Dataset content:
▬▬▬

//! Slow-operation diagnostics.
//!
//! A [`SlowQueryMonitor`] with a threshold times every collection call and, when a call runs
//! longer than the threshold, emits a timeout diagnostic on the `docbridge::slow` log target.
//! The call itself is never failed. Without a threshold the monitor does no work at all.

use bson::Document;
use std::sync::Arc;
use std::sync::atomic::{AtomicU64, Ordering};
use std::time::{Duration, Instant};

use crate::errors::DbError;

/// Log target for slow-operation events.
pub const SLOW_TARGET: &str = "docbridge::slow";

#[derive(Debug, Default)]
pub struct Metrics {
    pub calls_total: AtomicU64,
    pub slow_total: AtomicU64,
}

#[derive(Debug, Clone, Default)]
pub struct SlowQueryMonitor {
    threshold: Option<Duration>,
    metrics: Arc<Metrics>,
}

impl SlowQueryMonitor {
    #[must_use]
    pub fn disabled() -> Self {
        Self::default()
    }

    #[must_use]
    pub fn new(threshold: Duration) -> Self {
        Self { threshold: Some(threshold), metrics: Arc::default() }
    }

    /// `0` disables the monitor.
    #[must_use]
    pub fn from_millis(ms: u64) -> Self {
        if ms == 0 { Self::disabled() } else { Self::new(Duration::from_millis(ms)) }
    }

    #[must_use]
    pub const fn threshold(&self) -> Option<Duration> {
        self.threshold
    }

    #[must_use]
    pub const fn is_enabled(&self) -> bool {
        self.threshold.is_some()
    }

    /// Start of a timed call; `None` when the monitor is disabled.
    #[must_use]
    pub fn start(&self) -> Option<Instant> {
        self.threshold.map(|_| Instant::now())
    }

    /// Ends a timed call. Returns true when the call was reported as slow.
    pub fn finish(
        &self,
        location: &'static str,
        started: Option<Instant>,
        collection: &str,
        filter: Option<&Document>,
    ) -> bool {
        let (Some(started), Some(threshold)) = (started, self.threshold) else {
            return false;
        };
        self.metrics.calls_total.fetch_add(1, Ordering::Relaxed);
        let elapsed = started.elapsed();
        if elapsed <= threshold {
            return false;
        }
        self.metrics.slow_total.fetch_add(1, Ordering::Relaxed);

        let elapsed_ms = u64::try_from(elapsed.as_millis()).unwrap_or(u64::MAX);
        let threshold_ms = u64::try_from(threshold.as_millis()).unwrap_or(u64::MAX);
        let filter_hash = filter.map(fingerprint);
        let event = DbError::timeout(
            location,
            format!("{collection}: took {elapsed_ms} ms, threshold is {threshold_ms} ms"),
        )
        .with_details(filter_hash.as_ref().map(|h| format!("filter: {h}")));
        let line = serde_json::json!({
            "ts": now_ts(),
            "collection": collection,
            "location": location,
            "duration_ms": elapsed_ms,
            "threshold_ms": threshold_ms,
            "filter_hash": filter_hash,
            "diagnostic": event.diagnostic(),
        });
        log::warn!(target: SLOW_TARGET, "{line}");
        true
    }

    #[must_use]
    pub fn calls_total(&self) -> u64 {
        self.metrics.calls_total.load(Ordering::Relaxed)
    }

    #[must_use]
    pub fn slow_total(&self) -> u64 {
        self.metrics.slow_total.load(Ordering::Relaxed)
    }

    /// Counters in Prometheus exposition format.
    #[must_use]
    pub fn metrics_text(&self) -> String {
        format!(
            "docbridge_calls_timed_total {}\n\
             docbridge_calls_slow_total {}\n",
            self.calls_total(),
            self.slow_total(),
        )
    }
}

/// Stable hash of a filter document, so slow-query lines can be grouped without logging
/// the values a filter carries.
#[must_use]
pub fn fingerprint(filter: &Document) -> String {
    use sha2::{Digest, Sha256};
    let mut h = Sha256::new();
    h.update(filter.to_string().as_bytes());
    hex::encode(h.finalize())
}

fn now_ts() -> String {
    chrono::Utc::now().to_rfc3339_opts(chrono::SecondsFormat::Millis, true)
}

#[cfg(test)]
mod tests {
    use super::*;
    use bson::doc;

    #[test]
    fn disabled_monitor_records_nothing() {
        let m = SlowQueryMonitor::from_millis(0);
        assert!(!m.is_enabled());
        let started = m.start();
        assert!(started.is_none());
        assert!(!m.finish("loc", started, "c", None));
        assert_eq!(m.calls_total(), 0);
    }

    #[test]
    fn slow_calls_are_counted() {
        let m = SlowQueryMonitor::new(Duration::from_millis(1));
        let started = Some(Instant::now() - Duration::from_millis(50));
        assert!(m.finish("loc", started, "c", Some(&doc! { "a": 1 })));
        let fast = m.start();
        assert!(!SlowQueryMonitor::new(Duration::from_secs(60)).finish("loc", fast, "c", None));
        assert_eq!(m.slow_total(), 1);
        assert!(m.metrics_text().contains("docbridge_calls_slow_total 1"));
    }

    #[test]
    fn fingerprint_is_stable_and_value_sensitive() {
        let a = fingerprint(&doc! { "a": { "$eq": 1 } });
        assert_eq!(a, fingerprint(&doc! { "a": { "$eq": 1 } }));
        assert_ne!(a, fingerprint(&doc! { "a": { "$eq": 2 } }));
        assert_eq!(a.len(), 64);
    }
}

▬▬▬

Write out exactly the lines from the start of the material through the line with "let (Some(started), Some(threshold))". No other output is expected.

//! Slow-operation diagnostics.
//!
//! A [`SlowQueryMonitor`] with a threshold times every collection call and, when a call runs
//! longer than the threshold, emits a timeout diagnostic on the `docbridge::slow` log target.
//! The call itself is never failed. Without a threshold the monitor does no work at all.

use bson::Document;
use std::sync::Arc;
use std::sync::atomic::{AtomicU64, Ordering};
use std::time::{Duration, Instant};

use crate::errors::DbError;

/// Log target for slow-operation events.
pub const SLOW_TARGET: &str = "docbridge::slow";

#[derive(Debug, Default)]
pub struct Metrics {
    pub calls_total: AtomicU64,
    pub slow_total: AtomicU64,
}

#[derive(Debug, Clone, Default)]
pub struct SlowQueryMonitor {
    threshold: Option<Duration>,
    metrics: Arc<Metrics>,
}

impl SlowQueryMonitor {
    #[must_use]
    pub fn disabled() -> Self {
        Self::default()
    }

    #[must_use]
    pub fn new(threshold: Duration) -> Self {
        Self { threshold: Some(threshold), metrics: Arc::default() }
    }

    /// `0` disables the monitor.
    #[must_use]
    pub fn from_millis(ms: u64) -> Self {
        if ms == 0 { Self::disabled() } else { Self::new(Duration::from_millis(ms)) }
    }

    #[must_use]
    pub const fn threshold(&self) -> Option<Duration> {
        self.threshold
    }

    #[must_use]
    pub const fn is_enabled(&self) -> bool {
        self.threshold.is_some()
    }

    /// Start of a timed call; `None` when the monitor is disabled.
    #[must_use]
    pub fn start(&self) -> Option<Instant> {
        self.threshold.map(|_| Instant::now())
    }

    /// Ends a timed call. Returns true when the call was reported as slow.
    pub fn finish(
        &self,
        location: &'static str,
        started: Option<Instant>,
        collection: &str,
        filter: Option<&Document>,
    ) -> bool {
        let (Some(started), Some(threshold)) = (started, self.threshold) else {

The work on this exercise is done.